Why do we want to assess the likelihood that only chance is at play - because usually we've interfered with something and we want to know if what we have done has had an effect. If we assess the p for the dice we take to a Casino, trying to win something, we make a loaded dice that usually comes up with a 5. When we test this, we find that the probability of getting a score of 5 is not 1/6, but 2.5/6: we have got an effect from adjusting the centre of gravity of the dice!

If we throw the dice enough times, we can be certain that we'll make money when we play with this dice: but we have to trow the dice more than a few times, to be sure. That's why the number of observations is important.

Now let's look at the Chi Square test (a lot of this is in the thread above, and I am repeating some of it here)

Let's look at a classroom of children, and test them to see if they have antibodies to Covid. There are 34 children and 16 have covid antibodies. That means there are 18 that don't have antibodes.

These would be one of the margins of the Chi squared table. These are not fixed beforehand: we coud have had a different number in the class, and factors outside our control have affected the antibodies.

Now we test the hypothesis that the ones with antibodies are the older ones: we divide the class into the older ones and the younger ones (this is a factor we CAN control, which sometimes makes the logic more tricky (fisher's exact test was famously done with fixed factors, tasting tea that had the milk in the cup first, or second, in an exact 50/50 ratio)

So now we have 17 older, 17 younger, and 34 in total, the other margins of the table.

I now tell you that in the younger group, 8 have antibodies. You now have enough information to fill in the table! Do this step for yourself. Write the nubers down in a box! What it tells us is that it doesn't look like age has anything to do with antibodies, because the proportion 8 out of 17 is exactly the same as the overall proportion of 16 out of 34. It is this proportion of 16 out of 34 that allows us to "expect" a ratio of 8 out of 17.

What would we consider an unexpected result? Well, one where the distribution of antibodies was different from the overall expected ration: say 10 children in the younger group have antibodies, and only 7 do not. Note that given the results for the whole group (16 with antibodies) then in the older children there can only be 6 with antibodies. Now the distribution of antibodies, in the two age groups, are NOT what we would expect.
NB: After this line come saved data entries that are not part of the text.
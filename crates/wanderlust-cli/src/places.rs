//! Command handlers. Each one calls a single `PlacesService` operation and
//! renders the result as pretty-printed JSON.

use serde::Serialize;
use wanderlust_places::PlacesService;

use crate::Commands;

/// Runs `command` against `service` and returns the rendered output.
///
/// # Errors
///
/// Returns an error when a details or geocode lookup comes back empty, or if
/// the result cannot be serialized.
pub(crate) async fn execute(service: &PlacesService, command: Commands) -> anyhow::Result<String> {
    match command {
        Commands::Search { query, limit } => {
            let results = service.search(&query, usize::from(limit)).await;
            tracing::debug!(query, count = results.len(), "search finished");
            render(&results)
        }
        Commands::Popular { limit } => {
            render(&service.popular_destinations(usize::from(limit)).await)
        }
        Commands::Details { place_id } => match service.get_details(&place_id).await {
            Some(detail) => render(&detail),
            None => anyhow::bail!("place not found: {place_id}"),
        },
        Commands::Nearby {
            lat,
            lng,
            place_type,
            radius,
        } => render(&service.find_nearby(lat, lng, &place_type, radius).await),
        Commands::Geocode { address } => match service.geocode(&address).await {
            Some(result) => render(&result),
            None => anyhow::bail!("address not found: {address}"),
        },
    }
}

fn render<T: Serialize>(value: &T) -> anyhow::Result<String> {
    Ok(serde_json::to_string_pretty(value)?)
}
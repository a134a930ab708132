//! Fixed, deterministic data served when the provider is unconfigured or
//! unavailable.

use crate::model::{
    Category, Coordinates, GeocodeResult, NearbyPlace, PlaceDetail, PlaceRecord, PriceLevel,
};
use crate::normalize::FALLBACK_IMAGE_URL;

struct MockDestination {
    id: &'static str,
    name: &'static str,
    country: &'static str,
    image_url: &'static str,
    rating: f64,
    price_level: PriceLevel,
    description: &'static str,
    categories: &'static [Category],
    lat: f64,
    lng: f64,
}

impl MockDestination {
    fn to_record(&self) -> PlaceRecord {
        PlaceRecord {
            id: self.id.to_string(),
            name: self.name.to_string(),
            country: self.country.to_string(),
            coordinates: Some(Coordinates {
                lat: self.lat,
                lng: self.lng,
            }),
            rating: self.rating,
            price_level: self.price_level,
            categories: self.categories.iter().copied().collect(),
            image_url: self.image_url.to_string(),
            description: self.description.to_string(),
        }
    }

    fn matches(&self, needle: &str) -> bool {
        self.name.to_lowercase().contains(needle) || self.country.to_lowercase().contains(needle)
    }
}

const DESTINATIONS: &[MockDestination] = &[
    MockDestination {
        id: "mock-bali",
        name: "Bali",
        country: "Indonesia",
        image_url: "https://images.pexels.com/photos/460621/pexels-photo-460621.jpeg",
        rating: 4.8,
        price_level: PriceLevel::Moderate,
        description: "Experience the beautiful beaches and vibrant culture of Bali.",
        categories: &[Category::Relaxation, Category::Culture],
        lat: -8.3405,
        lng: 115.0920,
    },
    MockDestination {
        id: "mock-paris",
        name: "Paris",
        country: "France",
        image_url: "https://images.pexels.com/photos/736402/pexels-photo-736402.jpeg",
        rating: 4.7,
        price_level: PriceLevel::Luxury,
        description: "Discover the art, fashion, and gastronomy of Paris.",
        categories: &[Category::Culture, Category::Urban],
        lat: 48.8566,
        lng: 2.3522,
    },
    MockDestination {
        id: "mock-tokyo",
        name: "Tokyo",
        country: "Japan",
        image_url: "https://images.pexels.com/photos/2506923/pexels-photo-2506923.jpeg",
        rating: 4.9,
        price_level: PriceLevel::Moderate,
        description: "Experience the perfect blend of traditional and modern culture in Tokyo.",
        categories: &[Category::Culture, Category::Urban, Category::Adventure],
        lat: 35.6762,
        lng: 139.6503,
    },
    MockDestination {
        id: "mock-santorini",
        name: "Santorini",
        country: "Greece",
        image_url: "https://images.pexels.com/photos/1285625/pexels-photo-1285625.jpeg",
        rating: 4.6,
        price_level: PriceLevel::Luxury,
        description: "Stunning sunsets and white-washed buildings overlooking the Aegean Sea.",
        categories: &[Category::Relaxation, Category::Culture, Category::Nature],
        lat: 36.3932,
        lng: 25.4615,
    },
    MockDestination {
        id: "mock-new-york",
        name: "New York City",
        country: "United States",
        image_url: "https://images.pexels.com/photos/466685/pexels-photo-466685.jpeg",
        rating: 4.5,
        price_level: PriceLevel::Luxury,
        description: "Iconic skyline, Broadway shows, and world-class museums.",
        categories: &[Category::Urban, Category::Culture, Category::Adventure],
        lat: 40.7128,
        lng: -74.0060,
    },
    MockDestination {
        id: "mock-rome",
        name: "Rome",
        country: "Italy",
        image_url: "https://images.pexels.com/photos/1591373/pexels-photo-1591373.jpeg",
        rating: 4.7,
        price_level: PriceLevel::Moderate,
        description: "The Eternal City with ancient history, incredible architecture, and amazing cuisine.",
        categories: &[Category::Culture, Category::Urban],
        lat: 41.9028,
        lng: 12.4964,
    },
    MockDestination {
        id: "mock-sydney",
        name: "Sydney",
        country: "Australia",
        image_url: "https://images.pexels.com/photos/783682/pexels-photo-783682.jpeg",
        rating: 4.6,
        price_level: PriceLevel::Moderate,
        description: "Harbor city with an iconic Opera House and beautiful beaches.",
        categories: &[Category::Urban, Category::Nature, Category::Relaxation],
        lat: -33.8688,
        lng: 151.2093,
    },
    MockDestination {
        id: "mock-machu-picchu",
        name: "Machu Picchu",
        country: "Peru",
        image_url: "https://images.pexels.com/photos/259967/pexels-photo-259967.jpeg",
        rating: 4.9,
        price_level: PriceLevel::Moderate,
        description: "Ancient Incan citadel set high in the Andes Mountains.",
        categories: &[Category::Adventure, Category::Nature],
        lat: -13.1631,
        lng: -72.5450,
    },
];

/// Mock destinations whose name or country contains `query`, case-insensitively.
///
/// A blank query matches everything.
#[must_use]
pub fn destinations(query: &str) -> Vec<PlaceRecord> {
    let needle = query.trim().to_lowercase();
    DESTINATIONS
        .iter()
        .filter(|d| needle.is_empty() || d.matches(&needle))
        .map(MockDestination::to_record)
        .collect()
}

/// Canned detail keyed by the requested id.
#[must_use]
pub fn place_details(place_id: &str) -> PlaceDetail {
    PlaceDetail {
        place: PlaceRecord {
            id: place_id.to_string(),
            name: "Sample Destination".to_string(),
            country: "Sample Country".to_string(),
            coordinates: Some(Coordinates { lat: 0.0, lng: 0.0 }),
            rating: 4.5,
            price_level: PriceLevel::Moderate,
            categories: [Category::Culture].into_iter().collect(),
            image_url: FALLBACK_IMAGE_URL.to_string(),
            description: "A sample destination served while live place data is unavailable."
                .to_string(),
        },
        address: Some("123 Sample Street, Sample City, Sample Country".to_string()),
        website: Some("https://example.com".to_string()),
        phone: Some("+1-234-567-8900".to_string()),
        photo_urls: vec![FALLBACK_IMAGE_URL.to_string()],
        reviews: Vec::new(),
    }
}

#[must_use]
pub fn nearby_places() -> Vec<NearbyPlace> {
    vec![NearbyPlace {
        id: "mock-nearby-1".to_string(),
        name: "Sample Restaurant".to_string(),
        vicinity: Some("Sample Area".to_string()),
        coordinates: Some(Coordinates { lat: 0.0, lng: 0.0 }),
        rating: 4.3,
        price_level: PriceLevel::Moderate,
        categories: [Category::Urban].into_iter().collect(),
        image_url: FALLBACK_IMAGE_URL.to_string(),
    }]
}

/// Fixed coordinate with the caller's address echoed back.
#[must_use]
pub fn geocode(address: &str) -> GeocodeResult {
    GeocodeResult {
        lat: 0.0,
        lng: 0.0,
        formatted_address: address.trim().to_string(),
        place_id: None,
    }
}

#[cfg(test)]
mod tests {
    use super::*;

    #[test]
    fn blank_query_returns_every_destination() {
        assert_eq!(destinations("").len(), DESTINATIONS.len());
        assert_eq!(destinations("   ").len(), DESTINATIONS.len());
    }

    #[test]
    fn query_matches_name_case_insensitively() {
        let results = destinations("PARIS");
        assert_eq!(results.len(), 1);
        assert_eq!(results[0].id, "mock-paris");
    }

    #[test]
    fn query_matches_country() {
        let results = destinations("japan");
        assert_eq!(results.len(), 1);
        assert_eq!(results[0].name, "Tokyo");
    }

    #[test]
    fn unmatched_query_is_empty() {
        assert!(destinations("zzzznotfound").is_empty());
    }

    #[test]
    fn every_destination_has_categories_and_coordinates() {
        for record in destinations("") {
            assert!(!record.categories.is_empty(), "{} has no categories", record.id);
            assert!(record.coordinates.is_some(), "{} has no coordinates", record.id);
            assert!((0.0..=5.0).contains(&record.rating));
        }
    }

    #[test]
    fn place_details_echoes_id() {
        assert_eq!(place_details("anything-123").place.id, "anything-123");
    }

    #[test]
    fn geocode_echoes_trimmed_address() {
        let result = geocode("  221B Baker Street ");
        assert_eq!(result.formatted_address, "221B Baker Street");
        assert!(result.place_id.is_none());
    }
}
The Chi squared test just works out how unexpected the numbers are, by calculating the difference between what's observed and what would be expected. The bigger the number we get, the more unexpected the distribution. In words, it's the sum of all the (Observed -expected)squared/expected number values (hard to write in this text box because the symbols are not available!).
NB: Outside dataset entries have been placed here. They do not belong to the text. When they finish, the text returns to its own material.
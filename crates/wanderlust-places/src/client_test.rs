use super::*;

fn test_client(base_url: &str) -> PlacesClient {
    PlacesClient::with_base_url("test-key", 5, base_url)
        .expect("client construction should not fail")
}

#[test]
fn build_url_constructs_correct_query_string() {
    let client = test_client("https://maps.googleapis.com/maps/api");
    let url = client
        .build_url("geocode/json", &[("address", "Paris")])
        .expect("url");
    assert_eq!(
        url.as_str(),
        "https://maps.googleapis.com/maps/api/geocode/json?address=Paris&key=test-key"
    );
}

#[test]
fn build_url_strips_trailing_slash() {
    let client = test_client("https://maps.googleapis.com/maps/api/");
    let url = client
        .build_url("place/details/json", &[("place_id", "abc")])
        .expect("url");
    assert_eq!(
        url.as_str(),
        "https://maps.googleapis.com/maps/api/place/details/json?place_id=abc&key=test-key"
    );
}

#[test]
fn build_url_encodes_special_characters() {
    let client = test_client("https://maps.googleapis.com/maps/api");
    let url = client
        .build_url("place/textsearch/json", &[("query", "rock & roll hall")])
        .expect("url");
    assert!(
        url.as_str().contains("rock+%26+roll+hall")
            || url.as_str().contains("rock%20%26%20roll%20hall"),
        "query param should be percent-encoded: {url}"
    );
}

#[test]
fn base_url_has_no_trailing_slash() {
    let client = test_client("http://127.0.0.1:9999/maps/api/");
    assert_eq!(client.base_url(), "http://127.0.0.1:9999/maps/api");
}

#[test]
fn invalid_base_url_is_rejected() {
    let result = PlacesClient::with_base_url("test-key", 5, "not a url");
    assert!(matches!(result, Err(PlacesError::InvalidBaseUrl { .. })));
}

#[test]
fn check_status_accepts_ok_and_zero_results() {
    assert!(PlacesClient::check_status(&serde_json::json!({"status": "OK"})).is_ok());
    assert!(PlacesClient::check_status(&serde_json::json!({"status": "ZERO_RESULTS"})).is_ok());
}

#[test]
fn check_status_surfaces_error_message() {
    let body = serde_json::json!({
        "status": "REQUEST_DENIED",
        "error_message": "The provided API key is invalid."
    });
    let err = PlacesClient::check_status(&body).unwrap_err();
    match err {
        PlacesError::ProviderStatus { status, message } => {
            assert_eq!(status, "REQUEST_DENIED");
            assert_eq!(message, "The provided API key is invalid.");
        }
        other => panic!("expected ProviderStatus, got {other:?}"),
    }
}

#[test]
fn check_status_missing_status_is_error() {
    let err = PlacesClient::check_status(&serde_json::json!({"results": []})).unwrap_err();
    assert!(matches!(err, PlacesError::ProviderStatus { ref status, .. } if status == "UNKNOWN"));
}
use axum::{
    extract::{Query, State},
    Extension, Json,
};
use serde::Deserialize;
use wanderlust_places::GeocodeResult;

use crate::middleware::RequestId;

use super::{non_blank, ApiError, ApiResponse, AppState};

#[derive(Debug, Deserialize)]
pub(super) struct GeocodeQuery {
    pub address: Option<String>,
}

pub(super) async fn geocode_address(
    State(state): State<AppState>,
    Extension(req_id): Extension<RequestId>,
    Query(query): Query<GeocodeQuery>,
) -> Result<Json<ApiResponse<GeocodeResult>>, ApiError> {
    let Some(address) = non_blank(query.address.as_deref()) else {
        return Err(ApiError::new(req_id.0, "bad_request", "Address is required"));
    };

    match state.places.geocode(address).await {
        Some(result) => Ok(Json(ApiResponse::new(req_id.0, result))),
        None => Err(ApiError::new(req_id.0, "not_found", "Address not found")),
    }
}
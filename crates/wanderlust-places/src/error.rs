use thiserror::Error;

/// Errors returned by the places provider transport.
///
/// None of these escape [`crate::PlacesService`]; the service turns them into
/// mock data or an absent result depending on the operation.
#[derive(Debug, Error)]
pub enum PlacesError {
    /// Network, TLS, timeout or non-2xx failure from the underlying HTTP client.
    #[error("HTTP error: {0}")]
    Http(#[from] reqwest::Error),

    /// The provider answered with a `status` other than `OK` / `ZERO_RESULTS`.
    #[error("provider returned status {status}: {message}")]
    ProviderStatus { status: String, message: String },

    /// The response body could not be deserialized into the expected type.
    #[error("JSON deserialization error for {context}: {source}")]
    Deserialize {
        context: String,
        #[source]
        source: serde_json::Error,
    },

    /// The configured base URL cannot be parsed or cannot carry a path.
    #[error("invalid base URL '{url}': {reason}")]
    InvalidBaseUrl { url: String, reason: String },
}
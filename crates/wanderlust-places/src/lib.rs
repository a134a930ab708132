//! Place lookups for Wanderlust.
//!
//! [`PlacesService`] turns Google Places / Geocoding responses into the
//! normalized shapes in [`model`], and falls back to the fixed data in
//! [`mock`] when no provider is configured or the provider fails.

pub mod client;
pub mod error;
pub mod mock;
pub mod model;
pub mod normalize;
pub mod service;
pub mod types;

pub use client::PlacesClient;
pub use error::PlacesError;
pub use model::{
    Category, Coordinates, GeocodeResult, NearbyPlace, PlaceDetail, PlaceRecord, PriceLevel,
    Review,
};
pub use normalize::{extract_categories, extract_country, map_price_level, photo_url};
pub use service::{
    is_placeholder_key, PlacesService, ProviderConfig, DEFAULT_NEARBY_RADIUS,
    DEFAULT_NEARBY_TYPE,
};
But you'd start saying that in the young children with antibodies, the number was 10 and you expected 8, so the difference is 2, the squares of that is 4, and the result is that 4, divided by the expected number 8, which comes to 0.5. Do the same for the other 3 boxes. Add the results, that's your Chi squared. For the example I have given the difference is not so unexpected: Chi sq is 1.889 and the probability (p, which I got from a lookup table, WITH 1 DEGREE OF FREEDOM) is 0.169: which is about one in six. So IF there was no influence of age on the prevalence of antibodies (that's the null hypothesis), you would get this result about one of six classrooms of children.
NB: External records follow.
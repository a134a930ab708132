//! HTTP client for the Google Places and Geocoding web services.
//!
//! Wraps `reqwest` with API key management, a bounded per-request timeout and
//! typed response deserialization. Every endpoint checks the `"status"` field
//! of the JSON envelope and surfaces provider-level failures as
//! [`PlacesError::ProviderStatus`]. Nothing here retries: one call, one
//! attempt.

use std::time::Duration;

use reqwest::{Client, Url};

use crate::error::PlacesError;
use crate::types::{
    GeocodeResponse, PlaceDetailsResponse, PlacesListResponse, RawGeocode, RawPlace,
};

pub const DEFAULT_BASE_URL: &str = "https://maps.googleapis.com/maps/api";

/// Fields requested from the details endpoint.
pub const DETAIL_FIELDS: &[&str] = &[
    "place_id",
    "name",
    "formatted_address",
    "geometry",
    "photos",
    "rating",
    "reviews",
    "types",
    "website",
    "formatted_phone_number",
    "price_level",
];

/// Place types a destination text search is restricted to.
pub const SEARCH_PLACE_TYPES: &str = "tourist_attraction|locality|country";

/// Client for the Places / Geocoding REST API.
///
/// Use [`PlacesClient::new`] for production or [`PlacesClient::with_base_url`]
/// to point at a mock server in tests.
pub struct PlacesClient {
    client: Client,
    api_key: String,
    base_url: Url,
}

impl PlacesClient {
    /// Creates a new client pointed at the production Google Maps API.
    ///
    /// # Errors
    ///
    /// Returns [`PlacesError::Http`] if the underlying `reqwest::Client`
    /// cannot be constructed.
    pub fn new(api_key: &str, timeout_secs: u64) -> Result<Self, PlacesError> {
        Self::with_base_url(api_key, timeout_secs, DEFAULT_BASE_URL)
    }

    /// Creates a new client with a custom base URL (for testing with wiremock).
    ///
    /// # Errors
    ///
    /// Returns [`PlacesError::Http`] if the underlying `reqwest::Client`
    /// cannot be constructed, or [`PlacesError::InvalidBaseUrl`] if
    /// `base_url` is not a usable URL.
    pub fn with_base_url(
        api_key: &str,
        timeout_secs: u64,
        base_url: &str,
    ) -> Result<Self, PlacesError> {
        let client = Client::builder()
            .timeout(Duration::from_secs(timeout_secs))
            .connect_timeout(Duration::from_secs(timeout_secs.min(10)))
            .user_agent("wanderlust/0.1 (travel-planner)")
            .build()?;

        // Exactly one trailing slash so `Url::join` appends endpoint paths
        // instead of replacing the last segment.
        let normalised = format!("{}/", base_url.trim_end_matches('/'));
        let parsed = Url::parse(&normalised).map_err(|e| PlacesError::InvalidBaseUrl {
            url: base_url.to_string(),
            reason: e.to_string(),
        })?;
        if parsed.cannot_be_a_base() {
            return Err(PlacesError::InvalidBaseUrl {
                url: base_url.to_string(),
                reason: "URL cannot carry a path".to_string(),
            });
        }

        Ok(Self {
            client,
            api_key: api_key.to_owned(),
            base_url: parsed,
        })
    }

    /// Base URL without the trailing slash, as used for photo links.
    #[must_use]
    pub fn base_url(&self) -> &str {
        self.base_url.as_str().trim_end_matches('/')
    }

    #[must_use]
    pub fn api_key(&self) -> &str {
        &self.api_key
    }

    /// Free-text place search (`place/textsearch/json`).
    ///
    /// # Errors
    ///
    /// - [`PlacesError::ProviderStatus`] if the provider returns a failure status.
    /// - [`PlacesError::Http`] on network failure, timeout or non-2xx HTTP status.
    /// - [`PlacesError::Deserialize`] if the response does not match the
    ///   expected shape.
    pub async fn text_search(
        &self,
        query: &str,
        place_type: &str,
    ) -> Result<Vec<RawPlace>, PlacesError> {
        let url = self.build_url(
            "place/textsearch/json",
            &[("query", query), ("type", place_type)],
        )?;
        let body = self.request_json(&url).await?;
        Self::check_status(&body)?;

        let envelope: PlacesListResponse =
            serde_json::from_value(body).map_err(|e| PlacesError::Deserialize {
                context: format!("textsearch(query={query})"),
                source: e,
            })?;

        Ok(envelope.results)
    }

    /// Place details (`place/details/json`) for the given field set.
    ///
    /// Returns `Ok(None)` when the envelope is OK but carries no `result`.
    ///
    /// # Errors
    ///
    /// - [`PlacesError::ProviderStatus`] if the provider returns a failure
    ///   status, including `NOT_FOUND` for unknown ids.
    /// - [`PlacesError::Http`] on network failure, timeout or non-2xx HTTP status.
    /// - [`PlacesError::Deserialize`] if the response does not match the
    ///   expected shape.
    pub async fn place_details(
        &self,
        place_id: &str,
        fields: &[&str],
    ) -> Result<Option<RawPlace>, PlacesError> {
        let fields = fields.join(",");
        let url = self.build_url(
            "place/details/json",
            &[("place_id", place_id), ("fields", &fields)],
        )?;
        let body = self.request_json(&url).await?;
        Self::check_status(&body)?;

        let envelope: PlaceDetailsResponse =
            serde_json::from_value(body).map_err(|e| PlacesError::Deserialize {
                context: format!("details(place_id={place_id})"),
                source: e,
            })?;

        Ok(envelope.result)
    }

    /// Places around a point (`place/nearbysearch/json`). `radius` is in
    /// metres and, like `place_type`, is forwarded unchanged.
    ///
    /// # Errors
    ///
    /// - [`PlacesError::ProviderStatus`] if the provider returns a failure status.
    /// - [`PlacesError::Http`] on network failure, timeout or non-2xx HTTP status.
    /// - [`PlacesError::Deserialize`] if the response does not match the
    ///   expected shape.
    pub async fn nearby_search(
        &self,
        lat: f64,
        lng: f64,
        radius: u32,
        place_type: &str,
    ) -> Result<Vec<RawPlace>, PlacesError> {
        let location = format!("{lat},{lng}");
        let radius = radius.to_string();
        let url = self.build_url(
            "place/nearbysearch/json",
            &[
                ("location", &location),
                ("radius", &radius),
                ("type", place_type),
            ],
        )?;
        let body = self.request_json(&url).await?;
        Self::check_status(&body)?;

        let envelope: PlacesListResponse =
            serde_json::from_value(body).map_err(|e| PlacesError::Deserialize {
                context: format!("nearbysearch(location={location})"),
                source: e,
            })?;

        Ok(envelope.results)
    }

    /// Forward geocoding (`geocode/json`).
    ///
    /// # Errors
    ///
    /// - [`PlacesError::ProviderStatus`] if the provider returns a failure status.
    /// - [`PlacesError::Http`] on network failure, timeout or non-2xx HTTP status.
    /// - [`PlacesError::Deserialize`] if the response does not match the
    ///   expected shape.
    pub async fn geocode(&self, address: &str) -> Result<Vec<RawGeocode>, PlacesError> {
        let url = self.build_url("geocode/json", &[("address", address)])?;
        let body = self.request_json(&url).await?;
        Self::check_status(&body)?;

        let envelope: GeocodeResponse =
            serde_json::from_value(body).map_err(|e| PlacesError::Deserialize {
                context: format!("geocode(address={address})"),
                source: e,
            })?;

        Ok(envelope.results)
    }

    /// Builds the full request URL with percent-encoded query parameters.
    ///
    /// The API key is always appended last as `key`.
    fn build_url(&self, endpoint: &str, params: &[(&str, &str)]) -> Result<Url, PlacesError> {
        let mut url = self
            .base_url
            .join(endpoint)
            .map_err(|e| PlacesError::InvalidBaseUrl {
                url: self.base_url.to_string(),
                reason: e.to_string(),
            })?;
        {
            let mut pairs = url.query_pairs_mut();
            for (k, v) in params {
                pairs.append_pair(k, v);
            }
            pairs.append_pair("key", &self.api_key);
        }
        Ok(url)
    }

    /// Sends a GET request, asserts a 2xx HTTP status, and parses the response
    /// body as JSON.
    ///
    /// # Errors
    ///
    /// Returns [`PlacesError::Http`] on network failure, timeout or a non-2xx
    /// status. Returns [`PlacesError::Deserialize`] if the body is not valid JSON.
    async fn request_json(&self, url: &Url) -> Result<serde_json::Value, PlacesError> {
        // The query string carries the API key; only the path is logged.
        tracing::debug!(endpoint = url.path(), "places provider request");
        let response = self.client.get(url.clone()).send().await?;
        let response = response.error_for_status()?;
        let body = response.text().await?;
        serde_json::from_str(&body).map_err(|e| PlacesError::Deserialize {
            context: url.path().to_string(),
            source: e,
        })
    }

    /// Checks the top-level `"status"` field. `OK` and `ZERO_RESULTS` pass;
    /// anything else is an error carrying the provider's `error_message`.
    fn check_status(body: &serde_json::Value) -> Result<(), PlacesError> {
        let status = body
            .get("status")
            .and_then(serde_json::Value::as_str)
            .unwrap_or("UNKNOWN");
        if matches!(status, "OK" | "ZERO_RESULTS") {
            return Ok(());
        }
        let message = body
            .get("error_message")
            .and_then(serde_json::Value::as_str)
            .unwrap_or("no error message")
            .to_string();
        Err(PlacesError::ProviderStatus {
            status: status.to_string(),
            message,
        })
    }
}

#[cfg(test)]
#[path = "client_test.rs"]
mod tests;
If we change the resuts: say 12 of the younger kids have antibodies, rather than the expected 8, now we have a box that contains 12 young kids with, and 5 without, so there will only be 4 older kids with and 13 without.

Now we get Chi sq of 7.55 and that gives a probability of 0.006. That's pretty small: we might conclude that younger children are more likely to have antibodies.

I hope that this explanatio has been aimed at the question you asked!